Magnetic Microstructures of Perpendicular Magnetic-Recording Media

Abstract

Magnetic recording has been the dominant recording technology for information storage since the invention of the computer. Currently, 1-Gbit/in. longitudinal magnetic recording (LMR) systems have been realized and densities of 10 Gbit/in., having bit areas less than 0.1 μm, are being developed. To reach this goal, a drastic scaling down of the track pitch, bit-cell length, head gap, medium thickness, and head-medium spacing is required. If this trend of increasing densities continues, an areal density of more than 300 Gbit/in. is predicted in the 21st century, based on computer simulation using the perpendicular magnetic recording (PMR) mode instead of the current LMR scheme. Magnetic-recording technologies and related materials have already been discussed in another issue of the MRS Bulletin, and hence in this paper, we concentrate on Co-Cr-X material used as a medium for PMR.The PMR mode has been studied since 1975 and at present, Co-Cr-X (e.g., X = Ta) films with perpendicular anisotropy are the most promising media material. In general, such media should have the following properties: easy axis of magnetization perpendicular to the film plane, suitable coercivity (H_c) and remanent magnetization (M_r) for storing the information and reading it at a high signal-to-noise (S/N) level, uniform columnar size with a small diameter, magnetically uncoupled columns having a magnetization reversal based on rotation instead of a domain-wall motion, chemical stability under various environmental conditions, and a small surface roughness.
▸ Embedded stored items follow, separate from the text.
//! Synthetic benchmark — random network, every strategy, wall time.

use std::time::Instant;

use rand::rngs::StdRng;
use rand::{Rng, SeedableRng};
use serde::Serialize;
use tracing::info;

use stow_core::{Item, PackerKind, Snapshot, Warehouse};
use stowgrid_placement::{BalanceReport, packer_for};

/// Random network: capacities 500–5000 m3 at 0–60% fill, items
/// 0.1–20 m3 with priority 1–10.
pub fn scenario(rng: &mut StdRng, warehouses: usize, items: usize) -> Snapshot {
    let warehouses = (0..warehouses)
        .map(|i| {
            let total = rng.gen_range(500.0..5000.0);
            let stock = total * rng.gen_range(0.0..0.6);
            Warehouse::new(format!("WH-{i:04}"), total).with_stock(stock)
        })
        .collect();
    let items = (0..items)
        .map(|i| Item::new(format!("ITEM-{i:06}"), rng.gen_range(0.1..20.0), rng.gen_range(1..=10)))
        .collect();
    Snapshot::new(warehouses, items)
}

#[derive(Debug, Serialize)]
pub struct BenchResult {
    pub packer: &'static str,
    pub elapsed_ms: f64,
    #[serde(flatten)]
    pub balance: BalanceReport,
}

pub fn run(snapshot: &Snapshot) -> anyhow::Result<Vec<BenchResult>> {
    let mut results = Vec::new();
    for kind in [PackerKind::Wfd, PackerKind::FirstFit] {
        let packer = packer_for(kind);
        let warehouses = snapshot.warehouses.clone();
        let items = snapshot.items.clone();

        let started = Instant::now();
        let plan = packer.distribute("bench", warehouses, items)?;
        let elapsed_ms = started.elapsed().as_secs_f64() * 1000.0;

        results.push(BenchResult {
            packer: packer.name(),
            elapsed_ms,
            balance: BalanceReport::from_plan(&snapshot.warehouses, &plan),
        });
    }
    Ok(results)
}

pub fn bench(warehouses: usize, items: usize, seed: Option<u64>, format: &str) -> anyhow::Result<()> {
    let seed = seed.unwrap_or_else(rand::random);
    info!(warehouses, items, seed, "generating scenario");

    let mut rng = StdRng::seed_from_u64(seed);
    let snapshot = scenario(&mut rng, warehouses, items);
    let results = run(&snapshot)?;

    match format {
        "json" => println!("{}", serde_json::to_string_pretty(&results)?),
        _ => {
            println!("seed {seed}: {warehouses} warehouses, {items} items");
            println!(
                "{:<10} {:>10} {:>8} {:>12} {:>8}",
                "packer", "time (ms)", "moves", "unallocated", "cv"
            );
            for r in &results {
                println!(
                    "{:<10} {:>10.3} {:>8} {:>12} {:>8.4}",
                    r.packer,
                    r.elapsed_ms,
                    r.balance.moves,
                    r.balance.unallocated,
                    r.balance.coefficient_of_variation
                );
            }
        }
    }
    Ok(())
}

#[cfg(test)]
mod tests {
    use super::*;

    #[test]
    fn scenario_is_reproducible() {
        let a = scenario(&mut StdRng::seed_from_u64(7), 10, 100);
        let b = scenario(&mut StdRng::seed_from_u64(7), 10, 100);
        assert_eq!(a, b);
        assert!(a.validate().is_ok());
        assert!(a.warehouses.iter().all(|w| w.utilization() <= 0.6));
    }

    #[test]
    fn wfd_spreads_load_more_evenly() {
        let snapshot = scenario(&mut StdRng::seed_from_u64(42), 20, 400);
        let results = run(&snapshot).unwrap();

        let wfd = &results[0];
        let first_fit = &results[1];
        assert_eq!(wfd.packer, "wfd");
        assert_eq!(first_fit.packer, "first_fit");
        // Free space far exceeds demand.
        assert_eq!(wfd.balance.unallocated, 0);
        assert_eq!(first_fit.balance.unallocated, 0);
        assert_eq!(wfd.balance.moves, 400);
        assert!(wfd.balance.coefficient_of_variation < first_fit.balance.coefficient_of_variation);
    }
}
In order to achieve the desired magnetic anisotropy and coercivity, a columnar morphology (small diameter) with an hep [0001] texture and exchange-decoupled, columnar boundaries—to create a magnetic microstructure for single domain switching columns with high coercivity—should be obtained. An overview of the preparation, microstructure, and magnetic properties of Co-Cr thin films is given in Reference 8. Depending on the deposition parameters, a so-called initial layer (with an in-plane magnetization) can be present.